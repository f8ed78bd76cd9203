use chrono::NaiveDateTime;
use serde::Serialize;

/// Format SQLite uses for `CURRENT_TIMESTAMP` (UTC, second precision).
pub const SQLITE_TIMESTAMP_FORMAT: &str = "%Y-%m-%d %H:%M:%S";

/// One row of the `Employes` table.
#[derive(Debug, Clone, PartialEq, Serialize)]
pub struct Employee {
    pub id: i64,                      // ⇔ Employes.ID (INTEGER PRIMARY KEY AUTOINCREMENT)
    pub name: String,                 // ⇔ Employes.employes
    pub timesheet_period: String,     // ⇔ Employes.feuille_temps
    pub schedule: String,             // ⇔ Employes.horaire
    pub seniority_years: i64,         // ⇔ Employes.anciennete
    pub hourly_rate: f64,             // ⇔ Employes.taux_horaire (DECIMAL(5,2))
    #[serde(serialize_with = "serialize_timestamp")]
    pub created_at: NaiveDateTime,    // ⇔ Employes.date_creation
    #[serde(serialize_with = "serialize_timestamp")]
    pub updated_at: NaiveDateTime,    // ⇔ Employes.date_modification
}

impl Employee {
    /// Hourly rate as currency text with two decimals.
    pub fn rate_display(&self) -> String {
        format!("{:.2}", self.hourly_rate)
    }
}

/// A seed tuple, before the database assigns id and timestamps.
#[derive(Debug, Clone, Copy, PartialEq)]
pub struct NewEmployee {
    pub name: &'static str,
    pub timesheet_period: &'static str,
    pub schedule: &'static str,
    pub seniority_years: i64,
    pub hourly_rate: f64,
}

fn serialize_timestamp<S>(ts: &NaiveDateTime, serializer: S) -> Result<S::Ok, S::Error>
where
    S: serde::Serializer,
{
    serializer.collect_str(&ts.format(SQLITE_TIMESTAMP_FORMAT))
}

Your assignment: Find the number of lines in the material above that contain the word "Clone"; write that number and nothing else.

Your solution: 2